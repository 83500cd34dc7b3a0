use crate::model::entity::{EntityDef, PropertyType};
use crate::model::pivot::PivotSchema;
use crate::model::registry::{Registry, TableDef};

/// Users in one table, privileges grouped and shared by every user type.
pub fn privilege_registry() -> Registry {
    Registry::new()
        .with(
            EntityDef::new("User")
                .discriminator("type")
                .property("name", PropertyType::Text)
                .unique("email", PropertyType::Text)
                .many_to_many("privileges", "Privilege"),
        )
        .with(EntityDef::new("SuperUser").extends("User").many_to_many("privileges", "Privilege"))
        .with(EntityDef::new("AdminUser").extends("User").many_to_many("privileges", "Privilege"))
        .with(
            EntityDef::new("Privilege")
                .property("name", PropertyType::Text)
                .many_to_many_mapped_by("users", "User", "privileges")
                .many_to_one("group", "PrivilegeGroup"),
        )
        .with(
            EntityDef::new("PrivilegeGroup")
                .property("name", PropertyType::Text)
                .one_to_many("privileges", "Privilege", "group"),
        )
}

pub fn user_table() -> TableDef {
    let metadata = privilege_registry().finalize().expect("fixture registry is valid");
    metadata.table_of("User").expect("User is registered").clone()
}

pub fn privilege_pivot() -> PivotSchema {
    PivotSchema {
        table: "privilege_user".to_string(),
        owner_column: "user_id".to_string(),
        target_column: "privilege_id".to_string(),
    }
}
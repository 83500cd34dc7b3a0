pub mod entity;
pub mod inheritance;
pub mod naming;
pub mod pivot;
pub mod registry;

* * *

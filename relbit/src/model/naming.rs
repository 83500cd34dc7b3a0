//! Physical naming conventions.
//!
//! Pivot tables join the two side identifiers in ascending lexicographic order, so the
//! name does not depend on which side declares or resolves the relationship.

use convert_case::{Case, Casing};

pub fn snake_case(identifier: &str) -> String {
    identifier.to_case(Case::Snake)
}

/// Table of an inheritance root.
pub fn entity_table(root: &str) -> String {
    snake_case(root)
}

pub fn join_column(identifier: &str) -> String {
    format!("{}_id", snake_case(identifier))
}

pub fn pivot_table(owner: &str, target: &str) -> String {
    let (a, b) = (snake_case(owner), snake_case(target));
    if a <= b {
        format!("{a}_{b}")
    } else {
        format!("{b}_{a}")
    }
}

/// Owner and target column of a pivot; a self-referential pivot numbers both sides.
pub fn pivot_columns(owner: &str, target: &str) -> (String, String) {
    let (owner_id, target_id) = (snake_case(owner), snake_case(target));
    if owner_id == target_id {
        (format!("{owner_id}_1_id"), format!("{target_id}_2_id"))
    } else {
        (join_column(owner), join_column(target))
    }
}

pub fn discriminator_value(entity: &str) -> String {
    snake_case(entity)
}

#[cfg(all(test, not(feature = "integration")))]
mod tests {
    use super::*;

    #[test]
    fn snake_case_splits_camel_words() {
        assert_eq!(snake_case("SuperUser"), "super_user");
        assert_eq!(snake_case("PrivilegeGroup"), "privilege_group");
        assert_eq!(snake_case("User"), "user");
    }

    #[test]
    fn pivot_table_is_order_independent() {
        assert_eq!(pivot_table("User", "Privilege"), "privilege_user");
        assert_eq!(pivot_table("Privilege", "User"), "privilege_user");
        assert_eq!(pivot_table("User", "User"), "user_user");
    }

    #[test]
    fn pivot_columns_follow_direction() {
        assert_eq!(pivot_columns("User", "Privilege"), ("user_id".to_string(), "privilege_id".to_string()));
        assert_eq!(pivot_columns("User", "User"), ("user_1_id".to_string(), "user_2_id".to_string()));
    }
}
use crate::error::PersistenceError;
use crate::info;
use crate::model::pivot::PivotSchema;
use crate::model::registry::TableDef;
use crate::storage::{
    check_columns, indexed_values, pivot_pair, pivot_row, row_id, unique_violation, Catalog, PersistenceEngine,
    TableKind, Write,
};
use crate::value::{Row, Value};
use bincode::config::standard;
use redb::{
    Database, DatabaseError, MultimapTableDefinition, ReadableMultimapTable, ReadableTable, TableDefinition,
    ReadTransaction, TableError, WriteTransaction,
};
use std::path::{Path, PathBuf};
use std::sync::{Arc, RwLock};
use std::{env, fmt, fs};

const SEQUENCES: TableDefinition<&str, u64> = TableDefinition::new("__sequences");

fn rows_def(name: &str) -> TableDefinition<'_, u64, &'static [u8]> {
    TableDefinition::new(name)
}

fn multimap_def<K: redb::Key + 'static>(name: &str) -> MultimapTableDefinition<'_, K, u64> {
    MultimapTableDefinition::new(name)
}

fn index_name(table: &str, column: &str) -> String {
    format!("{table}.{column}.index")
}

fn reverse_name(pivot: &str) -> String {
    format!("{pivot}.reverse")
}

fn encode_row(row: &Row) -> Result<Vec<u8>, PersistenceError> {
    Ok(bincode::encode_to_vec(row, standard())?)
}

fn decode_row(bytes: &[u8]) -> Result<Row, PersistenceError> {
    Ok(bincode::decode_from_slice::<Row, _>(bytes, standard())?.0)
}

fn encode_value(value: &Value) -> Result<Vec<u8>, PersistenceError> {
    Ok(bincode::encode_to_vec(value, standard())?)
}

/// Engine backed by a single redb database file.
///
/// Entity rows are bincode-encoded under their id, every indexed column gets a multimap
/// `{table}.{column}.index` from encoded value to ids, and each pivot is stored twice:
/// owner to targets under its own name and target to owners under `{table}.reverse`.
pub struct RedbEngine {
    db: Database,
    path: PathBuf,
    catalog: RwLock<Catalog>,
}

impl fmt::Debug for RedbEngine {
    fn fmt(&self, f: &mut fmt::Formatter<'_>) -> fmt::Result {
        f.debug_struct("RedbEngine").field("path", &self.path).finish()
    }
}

## Task prompt
Above are some records. Count the lines among them with the word "PivotSchema", and answer with the number only.

## Response below
4